TASK TO COMPLETE: Only the lines from the one holding "Name-mapped classes translate" to the final line of the material below belong in the answer, transcribed exactly.

DATASET ENTRIES:
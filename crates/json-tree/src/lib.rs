//! Auto-vivifying attribute trees over ordered JSON objects.
//!
//! A [`JsonTree`] is an insertion-ordered mapping where reading a missing key
//! creates an empty sub-tree instead of failing, so deep structures can be
//! written without building every level first. Loading JSON turns every
//! object into a tree and every ISO-8601 date-time string into a
//! [`Timestamp`]; dumping writes them back.
//!
//! # Example
//!
//! ```
//! use json_tree::{attr, dumps, loads, JsonTree, Value};
//!
//! let mut data = JsonTree::new();
//! *attr!(data.state.status.active) = Value::from(true);
//! data["state"]["status"]["count"] = Value::from(3);
//!
//! let text = dumps(&data).unwrap();
//! assert_eq!(text, r#"{"state": {"status": {"active": true, "count": 3}}}"#);
//!
//! let mut back = loads(&text).unwrap().into_tree().unwrap();
//! assert_eq!(back["state"]["status"]["count"], 3);
//! assert_eq!(*attr!(back.state.status.active), true);
//! ```
//!
//! Name-mapped classes translate attribute names into storage keys:
//!
//! ```
//! use json_tree::{attr, make_class};
//!
//! let numbers = make_class([("one", "1"), ("two", "2")]).unwrap();
//! let mut number = numbers.new_tree();
//! *attr!(number.one) = "something".into();
//! assert_eq!(number["1"], "something");
//! ```

pub mod codec;
pub mod error;
pub mod facade;
pub mod key;
pub mod mapping;
pub mod tree;
pub mod value;

pub use codec::{
    decode_datetime, DateTimeDecoder, DateTimeEncoder, Encode, ParseHooks, TreeDecoder, TreeEncoder, TreeFormatter,
};
pub use error::TreeError;
pub use facade::{
    clone, clone_with, dump, dump_with, dumps, dumps_with, load, load_with, loads, loads_with, CloneOptions,
    DumpOptions, LoadOptions,
};
pub use key::Key;
pub use mapping::{make_class, mapped_tree, MapFn, NameMapping, TreeClass};
pub use tree::{Attr, JsonTree, TreeIndex};
pub use value::Value;

pub use json_tree_temporal::{format_datetime, parse_datetime, FixedTzOffset, TemporalError, Timestamp};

PROBLEM SOLUTION:
//! Name-mapped classes translate attribute names into storage keys:
//!
//! ```
//! use json_tree::{attr, make_class};
//!
//! let numbers = make_class([("one", "1"), ("two", "2")]).unwrap();
//! let mut number = numbers.new_tree();
//! *attr!(number.one) = "something".into();
//! assert_eq!(number["1"], "something");
//! ```

pub mod codec;
pub mod error;
pub mod facade;
pub mod key;
pub mod mapping;
pub mod tree;
pub mod value;

pub use codec::{
    decode_datetime, DateTimeDecoder, DateTimeEncoder, Encode, ParseHooks, TreeDecoder, TreeEncoder, TreeFormatter,
};
pub use error::TreeError;
pub use facade::{
    clone, clone_with, dump, dump_with, dumps, dumps_with, load, load_with, loads, loads_with, CloneOptions,
    DumpOptions, LoadOptions,
};
pub use key::Key;
pub use mapping::{make_class, mapped_tree, MapFn, NameMapping, TreeClass};
pub use tree::{Attr, JsonTree, TreeIndex};
pub use value::Value;

pub use json_tree_temporal::{format_datetime, parse_datetime, FixedTzOffset, TemporalError, Timestamp};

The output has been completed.